Gone in 5 milliseconds: How we set up fast data delivery in a complex trading system using Tarantool

18 min readMay 16, 2022

Hi everyone! This is Oleg Utkin from Tarantool’s storage architecture team. I want to tell you how in the course of a project for the Moscow Exchange we consolidated data flows from different trading systems and set up their delivery to clients. Along the way, we stepped on some rakes and drew a few interesting conclusions, which I’ll share below.

A brief overview of our task

Last year, we were approached by our colleagues from the Moscow Exchange regarding the task of separating trading cores. This is necessary to conduct transactions on different trading cores according to certain criteria and with specific tools. For example, some currency pairs can be processed on one trading core, and some — on another one. Or you can allocate a separate core for a particular type of security and all transactions involving it.

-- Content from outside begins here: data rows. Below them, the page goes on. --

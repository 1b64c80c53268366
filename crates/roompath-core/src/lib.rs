//! **roompath-core** — Room-and-door graph types.
//!
//! This crate provides the data model shared across the *roompath*
//! workspace: undirected [`Edge`]s (doors), the [`Graph`] adjacency
//! structure built from a room list and a door list, and [`GraphError`].
//!
//! Room identifiers are generic: anything `Clone + Eq + Hash` works, so
//! `&str`, `String` and integer ids are all valid rooms.

pub mod edge;
pub mod error;
pub mod graph;

pub use edge::Edge;
pub use error::GraphError;
pub use graph::Graph;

What it’s for. Such major architectural changes obviously have to pay off. Why would a stock exchange need this? First of all, to scale recording in order to process more transactions per second.

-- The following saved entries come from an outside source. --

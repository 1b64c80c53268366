use std::collections::HashMap;
use std::hash::Hash;

use crate::{Edge, GraphError};

/// Undirected adjacency structure over rooms of type `N`.
///
/// Rooms keep the order they were added in, and each room's neighbor list
/// keeps the order doors were added in. Searches walk neighbors in that
/// order, so two graphs built from the same lists always yield the same
/// path.
#[derive(Debug, Clone)]
pub struct Graph<N> {
    index: HashMap<N, usize>,
    nodes: Vec<N>,
    adjacency: Vec<Vec<N>>,
    edges: Vec<Edge<N>>,
}

impl<N> Default for Graph<N> {
    fn default() -> Self {
        Self {
            index: HashMap::new(),
            nodes: Vec::new(),
            adjacency: Vec::new(),
            edges: Vec::new(),
        }
    }
}

impl<N: Clone + Eq + Hash> Graph<N> {
    /// Create an empty graph.
    pub fn new() -> Self {
        Self::default()
    }

    /// Build a graph from a room list and a door list.
    ///
    /// Doors are applied in the order given. The first door naming a room
    /// absent from `nodes` aborts construction with
    /// [`GraphError::UnknownNode`]; endpoint `a` is checked before `b`.
    pub fn from_parts<E: Into<Edge<N>>>(
        nodes: impl IntoIterator<Item = N>,
        edges: impl IntoIterator<Item = E>,
    ) -> Result<Self, GraphError<N>> {
        let mut graph = Self::new();
        for n in nodes {
            graph.add_node(n);
        }
        for e in edges {
            let Edge { a, b } = e.into();
            graph.add_edge(a, b)?;
        }
        log::debug!(
            "graph built: {} rooms, {} doors",
            graph.len(),
            graph.edge_count()
        );
        Ok(graph)
    }

    /// Add a room with no doors. Re-adding a known room is a no-op.
    pub fn add_node(&mut self, n: N) {
        if self.index.contains_key(&n) {
            return;
        }
        self.index.insert(n.clone(), self.nodes.len());
        self.nodes.push(n);
        self.adjacency.push(Vec::new());
    }

    /// Add a door between `a` and `b`.
    ///
    /// `b` is appended to `a`'s neighbors and `a` to `b`'s. Duplicate doors
    /// and self-loops are accepted. The graph is left untouched on error.
    pub fn add_edge(&mut self, a: N, b: N) -> Result<(), GraphError<N>> {
        let Some(&ai) = self.index.get(&a) else {
            return Err(GraphError::UnknownNode { node: a });
        };
        let Some(&bi) = self.index.get(&b) else {
            return Err(GraphError::UnknownNode { node: b });
        };
        self.adjacency[ai].push(b.clone());
        self.adjacency[bi].push(a.clone());
        self.edges.push(Edge { a, b });
        Ok(())
    }

    #[inline]
    pub fn contains(&self, n: &N) -> bool {
        self.index.contains_key(n)
    }

    /// Neighbors of `n` in door order, or `None` if `n` is not a room of
    /// this graph.
    pub fn neighbors_of(&self, n: &N) -> Option<&[N]> {
        let &i = self.index.get(n)?;
        Some(&self.adjacency[i])
    }
}

impl<N> Graph<N> {
    /// Number of rooms.
    #[inline]
    pub fn len(&self) -> usize {
        self.nodes.len()
    }

    #[inline]
    pub fn is_empty(&self) -> bool {
        self.nodes.is_empty()
    }

    /// Rooms in insertion order.
    pub fn nodes(&self) -> impl Iterator<Item = &N> {
        self.nodes.iter()
    }

    /// Accepted doors in insertion order, duplicates included.
    pub fn edges(&self) -> &[Edge<N>] {
        &self.edges
    }

    #[inline]
    pub fn edge_count(&self) -> usize {
        self.edges.len()
    }
}

// A graph is written as the lists it was built from and rebuilt through
// `from_parts` on the way back in, so unknown doors fail to deserialize.

#[cfg(feature = "serde")]
#[derive(serde::Serialize)]
struct RoomMapRef<'a, N> {
    rooms: &'a [N],
    doors: &'a [Edge<N>],
}

#[cfg(feature = "serde")]
#[derive(serde::Deserialize)]
struct RoomMap<N> {
    rooms: Vec<N>,
    doors: Vec<Edge<N>>,
}

#[cfg(feature = "serde")]
impl<N: serde::Serialize> serde::Serialize for Graph<N> {
    fn serialize<S: serde::Serializer>(&self, serializer: S) -> Result<S::Ok, S::Error> {
        RoomMapRef {
            rooms: &self.nodes,
            doors: &self.edges,
        }
        .serialize(serializer)
    }
}

#[cfg(feature = "serde")]
impl<'de, N> serde::Deserialize<'de> for Graph<N>
where
    N: serde::Deserialize<'de> + Clone + Eq + Hash + std::fmt::Debug,
{
    fn deserialize<D: serde::Deserializer<'de>>(deserializer: D) -> Result<Self, D::Error> {
        let map = RoomMap::<N>::deserialize(deserializer)?;
        Graph::from_parts(map.rooms, map.doors).map_err(serde::de::Error::custom)
    }
}

#[cfg(test)]
mod tests {
    use super::*;

    const ROOMS: [&str; 4] = ["Entrance", "Hall", "Gallery", "Cafe"];
    const DOORS: [(&str, &str); 3] = [
        ("Entrance", "Hall"),
        ("Hall", "Gallery"),
        ("Gallery", "Cafe"),
    ];

    #[test]
    fn from_parts_builds_symmetric_adjacency() {
        let g = Graph::from_parts(ROOMS, DOORS).unwrap();
        assert_eq!(g.len(), 4);
        assert_eq!(g.edge_count(), 3);
        assert_eq!(g.neighbors_of(&"Entrance"), Some(&["Hall"][..]));
        assert_eq!(g.neighbors_of(&"Hall"), Some(&["Entrance", "Gallery"][..]));
        assert_eq!(g.neighbors_of(&"Cafe"), Some(&["Gallery"][..]));
        assert_eq!(g.neighbors_of(&"Attic"), None);
    }

    #[test]
    fn neighbor_order_follows_door_order() {
        let g = Graph::from_parts(["A", "B", "C", "D"], [("A", "C"), ("D", "A"), ("A", "B")])
            .unwrap();
        assert_eq!(g.neighbors_of(&"A"), Some(&["C", "D", "B"][..]));
    }

    #[test]
    fn nodes_keep_insertion_order() {
        let g = Graph::from_parts(["Cafe", "Hall", "Cafe", "Entrance"], Vec::<(&str, &str)>::new())
            .unwrap();
        let order: Vec<_> = g.nodes().copied().collect();
        assert_eq!(order, vec!["Cafe", "Hall", "Entrance"]);
    }

    #[test]
    fn unknown_room_is_an_error() {
        let err = Graph::from_parts(ROOMS, [("Hall", "Attic")]).unwrap_err();
        assert_eq!(err, GraphError::UnknownNode { node: "Attic" });
    }

    #[test]
    fn first_bad_endpoint_is_reported() {
        let err = Graph::from_parts(
            ROOMS,
            [("Hall", "Gallery"), ("Cellar", "Attic"), ("Roof", "Hall")],
        )
        .unwrap_err();
        assert_eq!(err, GraphError::UnknownNode { node: "Cellar" });
    }

    #[test]
    fn failed_add_edge_leaves_graph_untouched() {
        let mut g = Graph::from_parts(ROOMS, DOORS).unwrap();
        assert!(g.add_edge("Cafe", "Attic").is_err());
        assert_eq!(g.edge_count(), 3);
        assert_eq!(g.neighbors_of(&"Cafe"), Some(&["Gallery"][..]));
    }

    #[test]
    fn duplicates_and_loops_are_accepted() {
        let mut g = Graph::new();
        g.add_node(1u32);
        g.add_node(2);
        g.add_edge(1, 2).unwrap();
        g.add_edge(1, 2).unwrap();
        g.add_edge(2, 2).unwrap();
        assert_eq!(g.edge_count(), 3);
        assert_eq!(g.neighbors_of(&1), Some(&[2, 2][..]));
        assert_eq!(g.neighbors_of(&2), Some(&[1, 1, 2, 2][..]));
    }

    #[test]
    fn re_adding_room_keeps_doors() {
        let mut g = Graph::from_parts(ROOMS, DOORS).unwrap();
        g.add_node("Hall");
        assert_eq!(g.len(), 4);
        assert_eq!(g.neighbors_of(&"Hall"), Some(&["Entrance", "Gallery"][..]));
    }

    #[test]
    fn empty_graph() {
        let g: Graph<String> = Graph::new();
        assert!(g.is_empty());
        assert_eq!(g.edge_count(), 0);
        assert!(!g.contains(&"Hall".to_string()));
    }
}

It also allows you to minimize the risks. Imagine a very large company — like a major bank — going public. Since there are many different processes going on at the stock exchange, the listing of securities can somehow be affected by other processes. To minimize the risks of a deal not being pulled off, exchanges run these things on separate trading cores.

It’s important that customers don’t actually see what’s going on when switching to separate cores happens. That is, there are already existing protocols, traders and brokers are somehow receiving the necessary data, so they shouldn’t notice any changes or latencies. Plus, it is important that the system scales both for read and write, without causing a bottleneck.

How trading at the exchange works

To understand exactly what task we faced, let’s consider how an exchange works, in very simple terms.

First, we will define what an exchange bid or trade order is. It is the desire of someone to buy something under certain limited conditions. This bid goes into the market depth (aka depth of market, DOM), and when it meets with another bid located in the same place, we get a deal.

As a result, the bid changes its status along with the one that it met, and something happens. Or, if the bid is in the DOM for a long time, and the deal is not happening, the initiator can withdraw it.

This is how the master of the trading core works. It’s a single-threaded application that takes up all memory on the server and horizontally scales to read at the expense of replicas. Replicas are copies of trading cores, except they get exactly the same bids in the same order. When all is well (and it almost always is) the replicas nearly keep up with the master. Sometimes they can even get ahead of it. They are periodically verified by check sums and serve as access servers. That’s what traders and brokers are connecting to — the replicas.

Structure of the replica system

We were primarily engaged with trading orders and their delivery to the customers. Let’s identify some of the things that go along with them:

Global counters. The exchange has a counter in the trading core, monotonically increasing with each new entry added. It’s very similar to an incremental primary key. It is called rec — a record number.

There is another counter, seq — sequence number — which operates rather more interestingly: it increments with each update that occurs on the trading core. That is, if any bid is updated and something happens to it, this counter is incremented by 1.

All orders have these two fields so that customers can get the most up-to-date data possible.

Delivery system. The customer has a pair of rec and seq and knows that there was some update in the exchange with some number, and there is a record with a different number. So the customer asks for the most recent data, changed or new. They receive those, take the next rec and seq pair from the latest order, and use it as a continuation token. Thus, customers receive data by a constant polling. They want the data to stay up-to-date at all times.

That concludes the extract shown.